The heart of the PCA systems is patented, laser-based microcapillary technology capable of detecting mammalian and microbial cells and beads. Fluorescently labeled cells are aspirated into a microcapillary flow cell in which a green or blue diode laser excites 200 picoliters of sample containing cells—each cell emits signals that are individually detected by photomultipliers and a photodiode. Guava's software modules show all the relevant data and results immediately on a laptop screen. The unique fluid dynamics of the capillary flow cell provide a range of new and unique applications and eliminate the need for the sheath fluid required in conventional flow cytometry.
"Our approach is a signal departure from traditional flow cytometry," said Rajen Dalal, Guava CEO. "Our system relies heavily on new optical technologies, but it also eliminates all the hydraulics of the traditional flow cytometers and replaces them with a microcapillary tube."
Dalal sees a bright future for Guava in the broader market the PCA products are expected to penetrate, putting flow cytometry into the hands of end users who previously could not afford them. If he is right, this trend should eventually lead to the use of flow cytometers for disease assessment.

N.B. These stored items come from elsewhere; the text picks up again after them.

impl<S: TelemetrySource> ScopeSession<S> {
    pub fn new(
        config: &Config,
        mut source: S,
        frames: Arc<LatestFrame>,
        log: Arc<EventLog>,
        commands: Receiver<Command>,
    ) -> Result<Self, ConfigError> {
        let runway = config.active_geometry()?;
        source.runway_changed(&runway);

        let period = config.poll_period();
        let tracker = TrackerState::new(config.target_callsign.as_deref(), config.stale_after);
        if let LockMode::Locked(cs) = tracker.lock_mode() {
            log.push(format!("Tracker: locked to {}", cs));
        }

        Ok(Self {
            source,
            airports: config.airports.clone(),
            airport: config.active_airport.clone(),
            runway,
            tracker,
            period,
            poll_timeout: config.telemetry_timeout.min(period),
            stale_after: config.stale_after,
            last_display: None,
            last_good_poll: None,
            telemetry_ok: None,
            status: None,
            tick: 0,
            frames,
            log,
            commands,
        })
    }

    #[allow(dead_code)]
    pub fn runway(&self) -> &RunwayGeometry {
        &self.runway
    }

    #[allow(dead_code)]
    pub fn airport(&self) -> &str {
        &self.airport
    }

    #[allow(dead_code)]
    pub fn tracker(&self) -> &TrackerState {
        &self.tracker
    }

    /// Switch airport, activating its first runway
    pub fn select_airport(&mut self, key: &str) -> Result<(), ConfigError> {
        let runway = self.airports.first_runway(key)?.to_string();
        let geometry = self.airports.geometry(key, &runway)?;
        match &self.airports.airport(key)?.name {
            Some(name) => self.log.push(format!("Airport: {} ({})", key, name)),
            None => self.log.push(format!("Airport: {}", key)),
        }
        self.airport = key.to_string();
        self.apply_runway(geometry);
        Ok(())
    }

    /// Switch runway at the current airport
    pub fn select_runway(&mut self, key: &str) -> Result<(), ConfigError> {
        let geometry = self.airports.geometry(&self.airport, key)?;
        self.apply_runway(geometry);
        Ok(())
    }

    fn apply_runway(&mut self, geometry: RunwayGeometry) {
        info!(
            "Runway {} {} applied (heading {:.0}, glidepath {:.1})",
            self.airport, geometry.name, geometry.heading_deg, geometry.glidepath_deg
        );
        self.log.push(format!("Runway: {} applied", geometry.name));
        self.source.runway_changed(&geometry);
        self.runway = geometry;
        // a target valid for one runway says nothing about the next
        self.tracker.reset();
        self.last_display = None;
        self.status = None;
    }

    /// Apply one operator command. Returns false when the loop should stop.
    pub fn apply_command(&mut self, command: Command) -> bool {
        debug!("Command: {:?}", command);
        let result = match command {
            Command::SelectAirport(key) => self.select_airport(&key),
            Command::SelectRunway(key) => self.select_runway(&key),
            Command::Lock(cs) => {
                self.tracker.lock(&cs);
                self.last_display = None;
                self.log.push(format!("Tracker: locked to {}", normalize_callsign(&cs)));
                Ok(())
            }
            Command::Unlock => {
                self.tracker.unlock();
                self.last_display = None;
                self.log.push("Tracker: lock cleared");
                Ok(())
            }
            Command::Reconnect => {
                self.source.request_reconnect();
                self.log.push("Telemetry: reconnecting");
                Ok(())
            }
            Command::Quit => return false,
        };

        if let Err(e) = result {
            warn!("Selection rejected: {}", e);
            self.log.push(format!("Rejected: {}", e));
        }
        true
    }

    /// Apply queued commands. Returns false when asked to quit.
    fn drain_commands(&mut self) -> bool {
        loop {
            match self.commands.try_recv() {
                Ok(cmd) => {
                    if !self.apply_command(cmd) {
                        return false;
                    }
                }
                Err(TryRecvError::Empty) | Err(TryRecvError::Disconnected) => return true,
            }
        }
    }

    /// Run one polling cycle at `now` and publish its frame
    pub async fn tick(&mut self, now: Instant) -> Arc<ScopeFrame> {
        self.tick += 1;

        let polled = match tokio::time::timeout(self.poll_timeout, self.source.poll_aircraft()).await
        {
            Ok(result) => result,
            Err(_) => Err(TelemetryError::Timeout(self.poll_timeout)),
        };

        let display = match polled {
            Ok(snapshots) => {
                self.note_telemetry(None);
                self.last_good_poll = Some(now);
                let selection = self.tracker.select(&snapshots, &self.runway, now);
                let display = self.display_for(selection);
                self.last_display = Some(display.clone());
                display
            }
            Err(e) => {
                self.note_telemetry(Some(&e));
                match (self.last_good_poll, &self.last_display) {
                    (Some(good), Some(last)) if now.duration_since(good) <= self.stale_after => {
                        last.clone()
                    }
                    _ => Display::NoData,
                }
            }
        };
        self.note_status(&display);

        let frame = Arc::new(ScopeFrame {
            tick: self.tick,
            display,
            airport: self.airport.clone(),
            runway: self.runway.clone(),
            lock: self.tracker.lock_mode().clone(),
            connected: self.telemetry_ok == Some(true) && self.source.is_connected(),
        });
        self.frames.publish(Arc::clone(&frame));
        frame
    }

    fn display_for(&self, selection: Selection) -> Display {
        match selection {
            Selection::Tracking(s) => Display::Target {
                sample: compute_deviation(&self.runway, &s),
                holding: false,
            },
            Selection::Holding(s) => Display::Target {
                sample: compute_deviation(&self.runway, &s),
                holding: true,
            },
            Selection::Lost(cs) => Display::TargetLost(cs),
            Selection::NoTarget => Display::NoTarget,
        }
    }

    fn note_telemetry(&mut self, error: Option<&TelemetryError>) {
        let ok = error.is_none();
        if self.telemetry_ok == Some(ok) {
            return;
        }
        self.telemetry_ok = Some(ok);
        match error {
            None => {
                info!("Telemetry available");
                self.log.push("Telemetry: connected");
            }
            Some(e) => {
                warn!("Telemetry failed: {}", e);
                self.log.push(format!("Telemetry: {}", e));
            }
        }
    }

    fn note_status(&mut self, display: &Display) {
        let status = match display {
            Display::Target { sample, holding: false } => Status::Tracking(sample.callsign.clone()),
            Display::Target { sample, holding: true } => Status::Holding(sample.callsign.clone()),
            Display::TargetLost(cs) => Status::Lost(cs.clone()),
            Display::NoTarget => Status::NoTarget,
            Display::NoData => Status::NoData,
        };
        if self.status.as_ref() == Some(&status) {
            return;
        }

        let message = match &status {
            Status::Tracking(cs) => format!("Target: tracking {}", cs),
            Status::Holding(cs) => format!("Target: {} not reported, holding", cs),
            Status::Lost(cs) => format!("Target: {} lost", cs),
            Status::NoTarget => "Target: no aircraft in range".to_string(),
            Status::NoData => "Telemetry: no data".to_string(),
        };
        info!("{}", message);
        self.log.push(message);
        self.status = Some(status);
    }

    /// Tick at the configured rate until `shutdown` resolves or a quit command arrives
    pub async fn run(mut self, shutdown: impl Future<Output = ()>) {
        let mut interval = tokio::time::interval(self.period);
        interval.set_missed_tick_behavior(MissedTickBehavior::Delay);
        tokio::pin!(shutdown);

        info!("Update loop running at {:.1} Hz", 1.0 / self.period.as_secs_f64());
        loop {
            tokio::select! {
                _ = &mut shutdown => break,
                _ = interval.tick() => {
                    if !self.drain_commands() {
                        break;
                    }
                    self.tick(Instant::now()).await;
                }
            }
        }
        info!("Update loop stopped");
    }
}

"Cells are becoming important predictive models in drug discovery, and the smaller systems will put this capability in the hands of a much larger group of end users," Dalal said. "We visualize the market dynamics as a pyramid, with the core labs at the apex and the cancer research and drug discovery labs in the middle tier. At the bottom of the triangle is the 100,000 or more cell biologists and protein analysts who don't even do cell analysis at this point because the tools don't exist for them today. We believe the new products will serve this bottom tier and that the same migration is likely to occur in the clinical diagnostics area by taking the enormous diagnostic capabilities of flow cytometry and for the first time putting it into the hands of physicians."
REFERENCE
- J. P. Roberts, The Scientist 17(9) (May 5, 2003).